Senate debates

Thursday, 30 October 2025

Bills

Housing Australia Amendment (Accountability) Bill 2025; Second Reading

9:47 am

Photo of Jane HumeJane Hume (Victoria, Liberal Party) Share this | Hansard source

I rise to speak in support of the Housing Australia Amendment (Accountability) Bill 2025. This bill is fundamentally about three very basic things. It's about transparency, it's about oversight, and it's about protecting the Australian economy from reckless government policy. More importantly, it's about reducing that risk of excessive executive overreach.

The objective of the bill is straightforward. It provides an important parliamentary oversight on all the directions made under section 12(1) of the Housing Australia Act, but, specifically, it relates to those directions that constitute the Housing Australia Investment Mandate—

(Quorum formed) which includes the Home Guarantee Scheme and the Housing Australia future facility. But the real impetus of this bill lies in the fundamental alteration in the expansion of the Home Guarantee Scheme, which came into effect earlier this month. That expansion has now meant that there are no income caps on the Home Guarantee Scheme participants, there are no caps on the Home Guarantee Scheme places, and the scheme can now be used to purchase more expensive property.

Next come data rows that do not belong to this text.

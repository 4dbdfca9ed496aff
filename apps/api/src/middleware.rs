//! # ミドルウェア
//!
//! - [`authn`] - Bearer トークンによる認証

pub mod authn;

pub use authn::{CurrentUser, require_authentication};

Labor's expanded policy has fundamentally altered the original design and intent of the Home Guarantee Scheme, which the coalition established as a highly targeted scheme for low-income earners who struggled specifically with low or no deposits. These individuals still had great credit ratings, and they were approved by banks, but they just couldn't get that deposit together. So this was the first rung on the ladder. It limited the number of participants and it limited the number of houses that were available to be purchased by capping the cost of those houses. Essentially, this program now is a free-for-all. Under the existing law, these material changes to the directions that are governing the mandate can now be enacted not by a policy that needs to go through the chamber but instead by a simple instrument that's issued by the minister.

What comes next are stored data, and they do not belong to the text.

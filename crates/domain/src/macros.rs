/// DB 採番（BIGSERIAL）の ID 型を定義する宣言型マクロ
///
/// 以下のボイラープレートを一括生成する:
/// - Newtype 構造体（`i64` をラップ）
/// - `derive(Debug, Clone, Copy, PartialEq, Eq, Hash, Ord, Serialize, Deserialize, Display)`
/// - `from_i64()`: DB の値から復元
/// - `as_i64()`: 内部の値を取得
///
/// ID は INSERT 時に DB が採番するため、`new()` は生成しない。
/// JSON では素の数値としてシリアライズされる（`#[serde(transparent)]`）。
///
/// # 使用例
///
/// ```rust
/// use blog_domain::article::ArticleId;
///
/// let id = ArticleId::from_i64(42);
/// assert_eq!(id.as_i64(), 42);
/// assert_eq!(id.to_string(), "42");
/// ```
macro_rules! define_serial_id {
    (
        $(#[$meta:meta])*
        $vis:vis struct $Name:ident;
    ) => {
        $(#[$meta])*
        #[derive(
            Debug, Clone, Copy, PartialEq, Eq, Hash, PartialOrd, Ord,
            serde::Serialize, serde::Deserialize,
            derive_more::Display,
        )]
        #[serde(transparent)]
        #[display("{_0}")]
        $vis struct $Name(i64);

        impl $Name {
            /// DB の値から ID を作成する
            pub fn from_i64(value: i64) -> Self {
                Self(value)
            }

            /// 内部の値を取得する
            pub fn as_i64(&self) -> i64 {
                self.0
            }
        }
    };
}

/// バリデーション付き String Newtype を定義する宣言型マクロ
///
/// 以下のボイラープレートを一括生成する:
/// - Newtype 構造体（`String` をラップ）
/// - `new()`: （任意で trim）+ 空チェック + 最大長チェック
/// - `as_str()`: 文字列参照
/// - `into_string()`: 所有権を持つ文字列に変換
/// - `Display` impl
///
/// # 引数
///
/// - `label`: エラーメッセージに使うラベル（例: `"タイトル"`）
/// - `max_length`: 最大文字数（`chars().count()` でカウント）
/// - `trim`: （任意）`false` を指定すると前後の空白を保持する。
///   空白のみの値はどちらの場合も空として扱う。
macro_rules! define_validated_string {
    (
        $(#[$meta:meta])*
        $vis:vis struct $Name:ident {
            label: $label:expr,
            max_length: $max_length:expr $(,)?
        }
    ) => {
        define_validated_string! {
            $(#[$meta])*
            $vis struct $Name {
                label: $label,
                max_length: $max_length,
                trim: true,
            }
        }
    };
    (
        $(#[$meta:meta])*
        $vis:vis struct $Name:ident {
            label: $label:expr,
            max_length: $max_length:expr,
            trim: $trim:literal $(,)?
        }
    ) => {
        $(#[$meta])*
        #[derive(
            Debug, Clone, PartialEq, Eq,
            serde::Serialize, serde::Deserialize,
        )]
        $vis struct $Name(String);

        impl $Name {
            pub fn new(value: impl Into<String>) -> Result<Self, $crate::DomainError> {
                let value: String = value.into();
                let value = if $trim { value.trim().to_string() } else { value };

                if value.trim().is_empty() {
                    return Err($crate::DomainError::Validation(format!(
                        "{}は必須です",
                        $label
                    )));
                }

                if value.chars().count() > $max_length {
                    return Err($crate::DomainError::Validation(format!(
                        "{}は {} 文字以内である必要があります",
                        $label, $max_length
                    )));
                }

                Ok(Self(value))
            }

            /// 文字列参照を取得する
            pub fn as_str(&self) -> &str {
                &self.0
            }

            /// 所有権を持つ文字列に変換する
            pub fn into_string(self) -> String {
                self.0
            }
        }

        impl std::fmt::Display for $Name {
            fn fmt(&self, f: &mut std::fmt::Formatter<'_>) -> std::fmt::Result {
                write!(f, "{}", self.0)
            }
        }
    };
}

Crucially, this instrument is not disallowable by the parliament, a fundamental tenet of good governance and good government. The process is not in the spirit of transparent and democratic government. Regulation is there to fill in detail. It's not there to implement substantive changes that impact the functioning of the Australian economy. But that's what this bill will prevent. It will prevent that massive executive overreach. It seeks to protect Australians from the whims of a government that are making significant decisions without meaningful consultation and without parliamentary oversight, which is exactly what this chamber is here to do. The government's hesitance to properly consult and their broad use of delegated legislation align with evidence suggesting that this is one of the least transparent governments in Australian history, and it seems to be increasingly so.

(Quorum formed) Well, isn't it extraordinary that the moment I start talking about transparency and a lack of it from this government games start being played that do exactly that. What has just happened, twice, is that Labor have shut down private senators' time. We're not talking about what they want to talk about, so they have shut it down, twice, for no reason. Can I point out that one senator was actually in the chamber when quorum was called and ran outside! I know you're new, but you can't do that. You can't duck outside the chamber after quorum has been called.